I have known Bootsy Holler for 14 years, and watched her career grow, her creativity flourish, and I am thrilled for her success. We met six years before I had a gallery. I was working at Glazer’s Camera and Bootsy was focused on her commercial career. We started working together many years later, after I had opened wall space and she finished her first series, Ruby & Willie. That series was the beginning of a long period of discovery, about her family and her place in it. I was excited to see Visitor, the next installment in the search for family, for a sense of place. She comes full circle with a topographic essay on the land she was raised on, that she is a part of.
Join Bootsy Holler in the gallery Saturday afternoon during the Funk Zone Art Walk at 2pm.

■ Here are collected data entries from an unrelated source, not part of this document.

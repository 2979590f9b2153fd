//! SMS reminder models.

use std::fmt;
use std::sync::LazyLock;

use chrono::{DateTime, Duration, SecondsFormat, Utc};
use regex::Regex;
use serde::{Deserialize, Serialize};

use super::prescription::{PrescriptionRecord, PrescriptionStatus, RecordError, RecordResult};
use crate::normalizer::parse_frequency;

/// Reminders run this many days when the caller gives no duration.
pub const DEFAULT_REMINDER_DAYS: u32 = 7;

static E164: LazyLock<Regex> =
    LazyLock::new(|| Regex::new(r"^\+[1-9]\d{1,14}$").expect("valid phone regex"));

/// Check an E.164 phone number (e.g. "+919876543210").
pub fn validate_phone_number(phone_number: &str) -> bool {
    E164.is_match(phone_number)
}

/// Time-of-day slot a reminder is sent in.
#[derive(Debug, Clone, Copy, PartialEq, Eq, Hash, Serialize, Deserialize)]
#[serde(rename_all = "lowercase")]
pub enum ReminderSlot {
    Morning,
    Afternoon,
    Night,
}

impl ReminderSlot {
    pub const ALL: [ReminderSlot; 3] = [
        ReminderSlot::Morning,
        ReminderSlot::Afternoon,
        ReminderSlot::Night,
    ];

    /// Local hour (24h) the slot fires at.
    pub fn send_hour(&self) -> u32 {
        match self {
            ReminderSlot::Morning => 8,
            ReminderSlot::Afternoon => 14,
            ReminderSlot::Night => 21,
        }
    }

    pub fn as_str(&self) -> &'static str {
        match self {
            ReminderSlot::Morning => "morning",
            ReminderSlot::Afternoon => "afternoon",
            ReminderSlot::Night => "night",
        }
    }

    pub fn parse(s: &str) -> Option<Self> {
        match s.trim().to_lowercase().as_str() {
            "morning" => Some(ReminderSlot::Morning),
            "afternoon" => Some(ReminderSlot::Afternoon),
            "night" => Some(ReminderSlot::Night),
            _ => None,
        }
    }
}

impl fmt::Display for ReminderSlot {
    fn fmt(&self, f: &mut fmt::Formatter<'_>) -> fmt::Result {
        f.write_str(self.as_str())
    }
}

/// Which slots a reminder fires in.
#[derive(Debug, Clone, Copy, PartialEq, Eq, Default, Serialize, Deserialize)]
pub struct ReminderSlots {
    pub morning: bool,
    pub afternoon: bool,
    pub night: bool,
}

impl ReminderSlots {
    /// Morning and night, used when nothing else is known.
    pub fn default_schedule() -> Self {
        Self {
            morning: true,
            afternoon: false,
            night: true,
        }
    }

    /// Derive slots from a frequency (raw or canonical).
    ///
    /// Evening folds into night. As-needed, one-time and as-directed
    /// schedules have no fixed slot.
    pub fn from_frequency(frequency: &str) -> Self {
        let label = parse_frequency(frequency).to_lowercase();
        Self {
            morning: label.contains("morning"),
            afternoon: label.contains("afternoon"),
            night: label.contains("night") || label.contains("evening"),
        }
    }

    pub fn union(self, other: Self) -> Self {
        Self {
            morning: self.morning || other.morning,
            afternoon: self.afternoon || other.afternoon,
            night: self.night || other.night,
        }
    }

    pub fn is_empty(&self) -> bool {
        !(self.morning || self.afternoon || self.night)
    }

    pub fn contains(&self, slot: ReminderSlot) -> bool {
        match slot {
            ReminderSlot::Morning => self.morning,
            ReminderSlot::Afternoon => self.afternoon,
            ReminderSlot::Night => self.night,
        }
    }
}

/// Medicine details carried by a reminder.
#[derive(Debug, Clone, PartialEq, Serialize, Deserialize)]
pub struct ReminderMedicine {
    pub name: String,
    pub dosage: String,
    pub frequency: String,
    pub timing: String,
}

/// A scheduled SMS reminder for one prescription.
#[derive(Debug, Clone, PartialEq, Serialize, Deserialize)]
#[serde(rename_all = "camelCase")]
pub struct Reminder {
    pub reminder_id: String,
    pub session_id: String,
    pub patient_name: String,
    /// E.164 format
    pub phone_number: String,
    pub medicines: Vec<ReminderMedicine>,
    pub slots: ReminderSlots,
    pub is_active: bool,
    pub start_date: String,
    pub end_date: String,
}

impl Reminder {
    /// Build a reminder for a prescription.
    ///
    /// Explicit `slots` win; otherwise slots come from the medicines'
    /// frequencies, falling back to morning and night. A missing or zero
    /// duration means [`DEFAULT_REMINDER_DAYS`].
    pub fn for_prescription(
        record: &PrescriptionRecord,
        phone_number: &str,
        slots: Option<ReminderSlots>,
        duration_days: Option<u32>,
        now: DateTime<Utc>,
    ) -> RecordResult<Self> {
        if record.status == PrescriptionStatus::Rejected {
            return Err(RecordError::InvalidTransition {
                action: "schedule reminders for",
                status: record.status,
            });
        }
        if !validate_phone_number(phone_number) {
            return Err(RecordError::InvalidPhoneNumber(phone_number.to_string()));
        }

        let medicines = &record.extracted_data.medicines;
        let slots = slots.unwrap_or_else(|| {
            let derived = medicines
                .iter()
                .map(|m| ReminderSlots::from_frequency(&m.frequency))
                .fold(ReminderSlots::default(), ReminderSlots::union);
            if derived.is_empty() {
                ReminderSlots::default_schedule()
            } else {
                derived
            }
        });

        let days = duration_days
            .filter(|days| *days > 0)
            .unwrap_or(DEFAULT_REMINDER_DAYS);
        let end = Duration::try_days(i64::from(days))
            .and_then(|span| now.checked_add_signed(span))
            .ok_or(RecordError::InvalidDuration(days))?;

        Ok(Self {
            reminder_id: uuid::Uuid::new_v4().to_string(),
            session_id: record.session_id.clone(),
            patient_name: record.extracted_data.patient_name.clone(),
            phone_number: phone_number.to_string(),
            medicines: medicines
                .iter()
                .map(|m| ReminderMedicine {
                    name: m.name.clone(),
                    dosage: m.dosage.clone(),
                    frequency: m.frequency.clone(),
                    timing: m.timing.clone(),
                })
                .collect(),
            slots,
            is_active: true,
            start_date: now.to_rfc3339_opts(SecondsFormat::Secs, true),
            end_date: end.to_rfc3339_opts(SecondsFormat::Secs, true),
        })
    }

    /// Whether this reminder should fire in `slot` at `now`.
    pub fn is_due(&self, slot: ReminderSlot, now: DateTime<Utc>) -> bool {
        let not_expired = DateTime::parse_from_rfc3339(&self.end_date)
            .map(|end| end.with_timezone(&Utc) >= now)
            .unwrap_or(false);
        self.is_active && self.slots.contains(slot) && not_expired
    }
}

Bootsy is in the gallery and talking about the third installment of her visual journey, Hanford Declassified, part three of a trilogy of images that comprises a look into the concept of family and place. Those connections to place, both physical and emotional bind us together. Raised in this landscape filled with secrets and extreme beauty, Bootsy comes back home to the landscape to search for answers to the questions held deep within the Columbia River, the Nuclear Facility and her family ties. The contradictory nature of this landscape makes these images stand out. The stark topography, the knowledge of the toxic waste housed on this land and the place it took in history for the destruction it caused during World War II all blends together to make us look a little deeper into the history and sense of place.
About Hanford Declassified –
This is a collection of images is about a time, a place, a people and a secret.
Both of my Grandfathers moved to Hanford to help lay the foundation for the building of a national secret, a secret that nobody in the town or world fully understood until 1945, when the atomic bomb was dropped on Hiroshima and Nagasaki and 135,000 innocent people were killed. It was only in the wake of those deaths that the people of Hanford learned the purpose of their town: to produce the plutonium that fueled America’s atomic bombs.
In 1943, the US Government took over 600 square miles of land in southeast Washington State for plutonium production – a process never before attempted in human history. Over the next several decades the US greatly expanded production at Hanford until 1985 when the last reactor was decommissioned. Gradually, the truth of what happened in the area has come to light, most recently in the form of declassified documents that the current administration has made public record. Now formerly inaccessible land has been given back to the state and the site is now visible to civilians. Hanford is the center of the world’s largest clean up project today.
As a native to this profoundly secretive and conflicted place, I grew up in a culture where larger truths were never known. And now I am drawn back to the area’s many ironies, not the least of which are: the extreme beauty of the untouched land that covers an unknown and vast amount of toxic waste, a high-school mascot who symbolizes our town’s infamy (the “Bombers”), and whose own street names are a record of the theory that led to the death of so many and which also allowed our nation to change the course of history.
Select Images from Ruby & Willie –
Select images from Visitor –
About Bootsy Holler –
Bootsy is an intuitive commercial, editorial and fine art photographer who has been shooting professionally and showing for more than 15 years. Best known for her remarkably sensitive style of portraiture she has been noticed and awarded by the Society of Photographic Journalism.
Her career as an artist started as youthful obsession with fabrics and fashion, leading into a degree in textile design. She moved into styling, art direction then started her own small design manufacture incorporating photography and in 1999 let go of them all to focus on photography as an art and trade.
From that journey, she gained three things: a devotion to craft, a deep understanding of style, and respect for the power of beauty. She quickly progressed to portraiture, gaining major professional momentum shooting musicians and bands in Seattle’s music scene of the late 1990’s. But when you look at Holler’s fine art you usually find self-portrait work or the mundane daily life we often pass by.
Focusing on the spirit of people, things, and moments, she gained a reputation for being able to communicate the intangible. That has led directly to her work with some of the most interesting personalities and brands. Today, based in Los Angeles, she works in the advertising, editorial, and fine art markets, expanding her offerings into directing. Her quest is to capture and magnify the beauty and spirit of each object or person she photographs.